I reason that the assertion is superfluous and can never fire:
  - TestPeriodLen and TestPeriodDur are both 'int', and
      they've already been asserted to be nonnegative;
  - begin() plus the sum of two nonnegative ints cannot be
      less than begin();
  - end() cannot be less than begin();
  - the min() of two things cannot be less than begin() when
      both things are not less than begin().
But that's dynamic analysis; is the compiler is performing
static analysis here? Either way, how can it conclude that
there's a null pointer here? A begin() iterator can't be
zero, and neither can begin() plus a nonnegative int, so
I think 'last_bft_in_test_period' can never be zero.

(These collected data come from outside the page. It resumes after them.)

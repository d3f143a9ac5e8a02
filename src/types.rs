use serde::{Deserialize, Serialize};

/// Opaque ID type for type safety
pub type PlayerId = String;

/// A round may not start with fewer players than this.
pub const MIN_PLAYERS: usize = 3;

/// Upper bound on the impostor count for a roster of the given size.
/// At least one impostor is always allowed, even for degenerate rosters.
pub fn max_impostors(player_count: usize) -> usize {
    std::cmp::max(1, player_count / 2)
}

#[derive(Debug, Clone, Serialize, Deserialize)]
pub struct Player {
    pub id: PlayerId,
    pub name: String,
    pub is_impostor: bool,
}

impl Player {
    /// Create a player with a fresh session-unique id.
    /// Role flags are owned by role assignment, never set here.
    pub(crate) fn new(name: &str) -> Self {
        Self {
            id: ulid::Ulid::new().to_string(),
            name: name.to_string(),
            is_impostor: false,
        }
    }
}

#[derive(Debug, Clone, Copy, PartialEq, Eq, Serialize, Deserialize)]
#[serde(rename_all = "lowercase")]
pub enum Language {
    En,
    Es,
}

#[derive(Debug, Clone, Copy, PartialEq, Eq, Hash, Serialize, Deserialize)]
#[serde(rename_all = "SCREAMING_SNAKE_CASE")]
pub enum Category {
    Famous,
    Animals,
    Food,
    Movies,
    Cities,
    Objects,
    Jobs,
    Sports,
    Clothing,
    Countries,
    Brands,
    Cartoons,
    Instruments,
    Songs,
}

impl Category {
    /// English topic descriptor used when prompting the word generator.
    pub fn topic(self) -> &'static str {
        match self {
            Category::Famous => "famous people, real or fictional",
            Category::Animals => "animals",
            Category::Food => "food and dishes",
            Category::Movies => "movies",
            Category::Cities => "cities of the world",
            Category::Objects => "everyday objects",
            Category::Jobs => "jobs and professions",
            Category::Sports => "sports",
            Category::Clothing => "clothing and accessories",
            Category::Countries => "countries",
            Category::Brands => "well-known brands",
            Category::Cartoons => "cartoon characters",
            Category::Instruments => "musical instruments",
            Category::Songs => "popular songs",
        }
    }
}

/// How the secret for a round is produced.
#[derive(Debug, Clone, Copy, PartialEq, Eq, Serialize, Deserialize)]
#[serde(rename_all = "SCREAMING_SNAKE_CASE")]
pub enum GameMode {
    /// A single generated/bank word from the given category.
    Word(Category),
    /// Two related-but-different words; impostors receive the second one.
    Duel(Category),
    /// A random player's own name becomes the secret.
    PlayerHunt,
    /// Every player writes a word, one is chosen at random.
    Custom,
}

#[derive(Debug, Clone, PartialEq, Serialize, Deserialize)]
#[serde(rename_all = "SCREAMING_SNAKE_CASE")]
pub enum GamePhase {
    Setup,
    ModeSelect,
    CustomInput,
    Resolving,
    Distribute,
    Playing,
    Reveal,
}

#[derive(Debug, Clone, Serialize, Deserialize)]
pub struct GameConfig {
    pub impostor_count: usize,
    pub language: Language,
}

impl Default for GameConfig {
    fn default() -> Self {
        Self {
            impostor_count: 1,
            language: Language::Es,
        }
    }
}

/// Two related secret words for duel-style rounds.
#[derive(Debug, Clone, PartialEq, Serialize, Deserialize)]
pub struct WordPair {
    pub word_a: String,
    pub word_b: String,
}

/// What the current player sees when they flip their card.
#[derive(Debug, Clone, PartialEq, Serialize)]
#[serde(rename_all = "SCREAMING_SNAKE_CASE")]
pub enum RoleCard {
    /// Knows the secret word and must find the impostors.
    Civilian { word: String },
    /// Gets no word, except the decoy word in duel rounds.
    Impostor { decoy: Option<String> },
}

I'm tempted to remove the assertion, because it seems to
have no value; but I don't want to delete a line because
of a diagnostic that I don't understand; and, even if it
provably can never fire, the proof is complicated enough
not to see at a glance, whereas the assertion clearly
protects us against a segfault in std::min_element().

I imagine std::vector::const_iterator is of unsigned type,
and I know compilers warn about comparisons like
  unsigned int x;
  LMI_ASSERT(0 <= x);
             ^^^^^^ must always be true
but I don't see how that could be the explanation of
the diagnostic above: begin() cannot have the value zero
because it's intended to be dereferenced.